→ **Prompt**
Repeat the listing beneath this line exactly, keeping every character.
★ ★ ★
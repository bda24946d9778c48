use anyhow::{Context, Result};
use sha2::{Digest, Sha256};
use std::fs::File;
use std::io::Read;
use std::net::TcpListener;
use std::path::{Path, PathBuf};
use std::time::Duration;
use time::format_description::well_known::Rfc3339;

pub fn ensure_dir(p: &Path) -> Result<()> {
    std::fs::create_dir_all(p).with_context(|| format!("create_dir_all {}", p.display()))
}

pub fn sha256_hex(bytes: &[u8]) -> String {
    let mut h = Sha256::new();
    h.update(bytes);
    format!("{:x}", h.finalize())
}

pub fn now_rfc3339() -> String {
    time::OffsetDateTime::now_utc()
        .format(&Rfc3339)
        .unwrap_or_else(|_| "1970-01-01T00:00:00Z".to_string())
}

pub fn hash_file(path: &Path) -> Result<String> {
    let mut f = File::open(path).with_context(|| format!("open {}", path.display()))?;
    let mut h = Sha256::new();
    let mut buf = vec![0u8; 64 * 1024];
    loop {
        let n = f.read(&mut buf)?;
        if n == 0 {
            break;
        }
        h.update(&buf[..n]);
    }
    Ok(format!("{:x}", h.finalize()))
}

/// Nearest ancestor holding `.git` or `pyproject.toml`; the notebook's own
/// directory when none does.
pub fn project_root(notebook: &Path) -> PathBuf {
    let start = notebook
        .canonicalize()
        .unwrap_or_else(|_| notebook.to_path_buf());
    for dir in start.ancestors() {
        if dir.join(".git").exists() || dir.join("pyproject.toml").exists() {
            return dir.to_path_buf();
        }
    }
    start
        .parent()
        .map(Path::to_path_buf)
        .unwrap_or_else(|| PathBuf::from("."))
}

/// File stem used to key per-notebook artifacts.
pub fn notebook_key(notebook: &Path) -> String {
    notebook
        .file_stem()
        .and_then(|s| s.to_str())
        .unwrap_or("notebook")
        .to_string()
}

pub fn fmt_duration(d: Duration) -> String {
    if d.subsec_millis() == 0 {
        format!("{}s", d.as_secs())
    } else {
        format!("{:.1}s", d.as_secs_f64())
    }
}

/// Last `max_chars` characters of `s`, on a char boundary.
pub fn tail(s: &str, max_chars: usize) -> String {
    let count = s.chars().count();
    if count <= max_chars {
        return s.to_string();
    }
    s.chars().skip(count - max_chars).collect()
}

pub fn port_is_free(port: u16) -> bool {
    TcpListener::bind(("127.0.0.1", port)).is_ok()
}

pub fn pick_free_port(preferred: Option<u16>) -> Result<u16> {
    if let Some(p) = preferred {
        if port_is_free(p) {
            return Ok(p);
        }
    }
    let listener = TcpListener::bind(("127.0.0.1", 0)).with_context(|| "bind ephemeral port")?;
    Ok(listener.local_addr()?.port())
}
★ ★ ★
→ **Result for this task**
repository bda24946d9778c48
use anyhow::{Context, Result};
use sha2::{Digest, Sha256};
use std::fs::File;
use std::io::Read;
use std::net::TcpListener;
use std::path::{Path, PathBuf};
use std::time::Duration;
use time::format_description::well_known::Rfc3339;

pub fn ensure_dir(p: &Path) -> Result<()> {
    std::fs::create_dir_all(p).with_context(|| format!("create_dir_all {}", p.display()))
}

pub fn sha256_hex(bytes: &[u8]) -> String {
    let mut h = Sha256::new();
    h.update(bytes);
    format!("{:x}", h.finalize())
}

pub fn now_rfc3339() -> String {
    time::OffsetDateTime::now_utc()
        .format(&Rfc3339)
        .unwrap_or_else(|_| "1970-01-01T00:00:00Z".to_string())
}

pub fn hash_file(path: &Path) -> Result<String> {
    let mut f = File::open(path).with_context(|| format!("open {}", path.display()))?;
    let mut h = Sha256::new();
    let mut buf = vec![0u8; 64 * 1024];
    loop {
        let n = f.read(&mut buf)?;
        if n == 0 {
            break;
        }
        h.update(&buf[..n]);
    }
    Ok(format!("{:x}", h.finalize()))
}

/// Nearest ancestor holding `.git` or `pyproject.toml`; the notebook's own
/// directory when none does.
pub fn project_root(notebook: &Path) -> PathBuf {
    let start = notebook
        .canonicalize()
        .unwrap_or_else(|_| notebook.to_path_buf());
    for dir in start.ancestors() {
        if dir.join(".git").exists() || dir.join("pyproject.toml").exists() {
            return dir.to_path_buf();
        }
    }
    start
        .parent()
        .map(Path::to_path_buf)
        .unwrap_or_else(|| PathBuf::from("."))
}

/// File stem used to key per-notebook artifacts.
pub fn notebook_key(notebook: &Path) -> String {
    notebook
        .file_stem()
        .and_then(|s| s.to_str())
        .unwrap_or("notebook")
        .to_string()
}

pub fn fmt_duration(d: Duration) -> String {
    if d.subsec_millis() == 0 {
        format!("{}s", d.as_secs())
    } else {
        format!("{:.1}s", d.as_secs_f64())
    }
}

/// Last `max_chars` characters of `s`, on a char boundary.
pub fn tail(s: &str, max_chars: usize) -> String {
    let count = s.chars().count();
    if count <= max_chars {
        return s.to_string();
    }
    s.chars().skip(count - max_chars).collect()
}

pub fn port_is_free(port: u16) -> bool {
    TcpListener::bind(("127.0.0.1", port)).is_ok()
}

pub fn pick_free_port(preferred: Option<u16>) -> Result<u16> {
    if let Some(p) = preferred {
        if port_is_free(p) {
            return Ok(p);
        }
    }
    let listener = TcpListener::bind(("127.0.0.1", 0)).with_context(|| "bind ephemeral port")?;
    Ok(listener.local_addr()?.port())
}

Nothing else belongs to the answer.